Spam Filters Explained

What do they do? How do they work? Which one is right for me? By Alan Hearnshaw

Spam is a very real problem that many people have to deal with on a daily basis. For those that have decided to do something about it and start to investigate the options available in spam filtering, this article provides a brief introduction to your options and the types of spam filters available.

Despite the bewildering array of spam filters available today, all claiming to the best one "of its kind" there are really just five filtering methodologies in general use today and all products rely on one, or a combination of these:

Content-Based Filters

"In the beginning, there were content-based filters."

These filters scan the contents of the and look for tell-tale signs that the message is spam. In the early days of spamming it was quite simple to look out for "Kill Words" such as "Lose Weight" and mark a message as spam if it was found.

Very soon though, spammers got wise to this and started resorting to all kinds of tricks to get their message past the filters. The days of "obfuscation" had begun. We started getting messages containing the phrase "L0se Welght" (Notice the zero for "o" and "l" for "i") and even more bizarre ? and sometimes quite ingenious ? variations.

This rendered basic content-based filters somewhat ineffective, although there are one or two on the market now that are clever enough to "see through" theses attempts and still provide good results.

Bayesian Based Filters

"The Reverend Bayes comes to the rescue"

Born in London 1702, the son of a minister, Thomas Bayes developed a formula which allowed him to determine the probability of an event occurring based on the probabilities of two or more independent evidentiary events.

Bayesian filters "learn" from studying known good and bad messages. Each message is split into single "word bytes", or tokens and these tokens are placed into a database along with how often they are found in each kind of message.

When a new message arrives to be tested by the filter, the new message is also split into tokens and each token is looked up in the database. Extrapolating results from the database and applying a form of the good reverend's formula, know as the a "Naive Bayesian" formula, the message is given a "spamicity" rating and can be dealt with accordingly.

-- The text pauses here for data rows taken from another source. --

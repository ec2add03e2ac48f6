//! Progress events sent from the transfer engine to its consumer
//!
//! The engine never touches the terminal; it emits these events over a
//! channel and the renderer (or a test harness) decides what to do with
//! them.

use std::time::Duration;

/// Events emitted during one logical transfer (all attempts included)
#[derive(Debug, Clone)]
pub enum TransferEvent {
    /// An attempt is about to issue its request
    Started {
        file_name: String,
        /// Expected payload size, 0 when unknown
        total_bytes: u64,
        /// 1-based attempt counter
        attempt: u8,
    },
    /// A chunk arrived; counters were updated
    Progress(ProgressTick),
    /// An attempt failed but the retry policy permits another
    AttemptFailed { attempt: u8, reason: String },
    /// The transfer finished successfully
    Completed {
        bytes_downloaded: u64,
        elapsed: Duration,
    },
}

/// Live transfer counters, recomputed once per chunk
#[derive(Debug, Clone, Copy)]
pub struct ProgressTick {
    pub bytes_downloaded: u64,
    /// 0 when the total is unknown
    pub bytes_total: u64,
    pub elapsed: Duration,
    /// Bytes per second since the attempt started
    pub throughput: f64,
    /// Remaining time estimate, `None` when not computable
    pub eta: Option<Duration>,
}

impl ProgressTick {
    /// Completion fraction in `[0, 1]`, `None` when the total is unknown
    pub fn fraction(&self) -> Option<f64> {
        if self.bytes_total == 0 {
            return None;
        }
        Some((self.bytes_downloaded as f64 / self.bytes_total as f64).min(1.0))
    }
}

#[cfg(test)]
mod tests {
    use super::*;

    #[test]
    fn test_fraction_unknown_total() {
        let tick = ProgressTick {
            bytes_downloaded: 10,
            bytes_total: 0,
            elapsed: Duration::from_secs(1),
            throughput: 10.0,
            eta: None,
        };
        assert!(tick.fraction().is_none());
    }

    #[test]
    fn test_fraction_clamped() {
        let tick = ProgressTick {
            bytes_downloaded: 150,
            bytes_total: 100,
            elapsed: Duration::from_secs(1),
            throughput: 150.0,
            eta: None,
        };
        assert_eq!(tick.fraction(), Some(1.0));
    }
}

Bayesian filters typically are capable of achieving very good accuracy rates (>97% is not uncommon), and require very little on-going maintenance.

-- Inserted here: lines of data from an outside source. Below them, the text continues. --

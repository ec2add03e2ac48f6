//! Append-only failure ledger

use anyhow::{Context, Result};
use std::fs::OpenOptions;
use std::io::Write;
use std::path::{Path, PathBuf};
use tracing::debug;

/// Ledger file name, shared by every run against the same directory
pub const LEDGER_FILE_NAME: &str = "!#_FAILED_LIST.txt";

const LEDGER_HEADER: &str = "\
Tracks that could not be downloaded are listed below.
Possible causes:
1. pay-per-track release
2. track removed from the catalog
3. region restriction (VPN)
4. network problems
5. VIP-only track on a non-VIP account
=== === === === === === === === === === === ===

";

/// Append-only, human-readable failure log
///
/// Entries are never read back, deduplicated or rewritten; append order is
/// the record order. The explanatory header is written once, before the
/// first entry.
pub struct FailureLedger {
    path: PathBuf,
}

impl FailureLedger {
    pub fn new(download_path: &Path) -> Self {
        Self {
            path: download_path.join(LEDGER_FILE_NAME),
        }
    }

    pub fn path(&self) -> &Path {
        &self.path
    }

    /// Append one failure record
    pub fn record(&self, track_id: u64, name: &str, artist: &str, reason: &str) -> Result<()> {
        let is_new = !self.path.exists();

        let mut file = OpenOptions::new()
            .create(true)
            .append(true)
            .open(&self.path)
            .with_context(|| format!("Failed to open {}", self.path.display()))?;

        if is_new {
            file.write_all(LEDGER_HEADER.as_bytes())
                .context("Failed to write ledger header")?;
        }

        writeln!(
            file,
            "ID: {track_id} - track: {name} - artist: {artist} - reason: {reason}"
        )
        .context("Failed to append ledger entry")?;

        debug!("Recorded failure for track {track_id}: {reason}");
        Ok(())
    }
}

#[cfg(test)]
mod tests {
    use super::*;

    #[test]
    fn test_header_written_once() {
        let tmp = tempfile::tempdir().unwrap();
        let ledger = FailureLedger::new(tmp.path());

        ledger.record(1, "one", "A", "HTTP error: status 404").unwrap();
        ledger.record(2, "two", "B", "stalled").unwrap();

        let content = std::fs::read_to_string(ledger.path()).unwrap();
        assert_eq!(content.matches("Possible causes").count(), 1);
        assert!(content.starts_with("Tracks that could not be downloaded"));
    }

    #[test]
    fn test_entries_appended_in_order() {
        let tmp = tempfile::tempdir().unwrap();
        let ledger = FailureLedger::new(tmp.path());

        ledger.record(1, "one", "A", "first").unwrap();
        ledger.record(2, "two", "B", "second").unwrap();

        let content = std::fs::read_to_string(ledger.path()).unwrap();
        let first = content.find("ID: 1 - track: one - artist: A - reason: first");
        let second = content.find("ID: 2 - track: two - artist: B - reason: second");
        assert!(first.unwrap() < second.unwrap());
    }

    #[test]
    fn test_duplicate_records_kept() {
        let tmp = tempfile::tempdir().unwrap();
        let ledger = FailureLedger::new(tmp.path());

        ledger.record(7, "same", "X", "stalled").unwrap();
        ledger.record(7, "same", "X", "stalled").unwrap();

        let content = std::fs::read_to_string(ledger.path()).unwrap();
        assert_eq!(content.matches("ID: 7").count(), 2);
    }
}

Whitelist/Blacklist Filters

"Who goes there, friend or foe?"

This very basic form of filtering is seldom used on its own nowadays, but can be useful as part of a larger filtering strategy.

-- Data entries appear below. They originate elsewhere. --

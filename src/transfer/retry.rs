//! Retry policy for transfer attempts

use super::error::TransferError;

/// Default number of retries after the initial attempt
pub const DEFAULT_MAX_RETRIES: u8 = 2;

/// Decides whether a failed attempt may be restarted from byte zero
///
/// A policy allows at most `max_retries + 1` total attempts. There is no
/// backoff between attempts; the stall window itself bounds how fast dead
/// attempts cycle.
#[derive(Debug, Clone, Copy)]
pub struct RetryPolicy {
    pub max_retries: u8,
}

impl Default for RetryPolicy {
    fn default() -> Self {
        Self {
            max_retries: DEFAULT_MAX_RETRIES,
        }
    }
}

impl RetryPolicy {
    pub fn new(max_retries: u8) -> Self {
        Self { max_retries }
    }

    /// Total attempts this policy permits
    pub fn max_attempts(&self) -> u8 {
        self.max_retries.saturating_add(1)
    }

    /// Whether to retry after `attempt` (1-based) failed with `error`
    pub fn should_retry(&self, error: &TransferError, attempt: u8) -> bool {
        error.is_retryable() && attempt < self.max_attempts()
    }
}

A "whitelist" is nothing more than a list of e-mail addresses from which you wish to accept communications. A whitelist filter would only accept messages from these people and all others would be rejected

A "blacklist", conversely, is a list of e-mail addresses - and sometimes IP Addresses (computer identification addresses) - from which communications will not be accepted.

While this may seem like a good idea from the outset, a whitelist methodology is too restrictive for most people and, as virtually all spam e-mails carry a forged "from" address, there is little point in collecting this address to ban it in future as it is very unlikely to be the same next time.

There are bodies on the internet that maintain a list of known "bad" sources of e-mail. Many filters today have the ability to query these servers to see if the message they are looking at comes from a source identified by this Internet-based blacklist, or RBL. While being quite effective, they do tend to suffer from "false positives" where good messages are incorrectly identified as spam. This happens often with newsletters.

Challenge/Response Filters

"Open sesame!"

Challenge/Response filters are characterised by their ability to automatically send a response to a previously unknown sender asking them to take some further action before their message will be delivered. This is often referred to as a "Turing Test" - named after a test devised by British mathematician Alan Turing to determine if machines could "think".

Recent years have seen the appearance of some internet services which automatically perform this Challenge/Response function for the user and require the sender of an e-mail to visit their web site to facilitate the receipt of their message.

Critics of this system claim it to be too drastic a measure and that it sends a message that "my time is more important than yours" to the people trying to communicate with you.

For some low traffic e-mail users though, this system alone may be a perfectly acceptable method of completely eliminating spam from their inbox - one step above the "Whitelist" system outlined above.

Community Filters

"A united front"

These types of filters work on the principal of "communal knowledge" of spam. When a user receives a spam message, they simply mark it as such in their filter. This information is sent to a central server where a "fingerprint" of the message is stored.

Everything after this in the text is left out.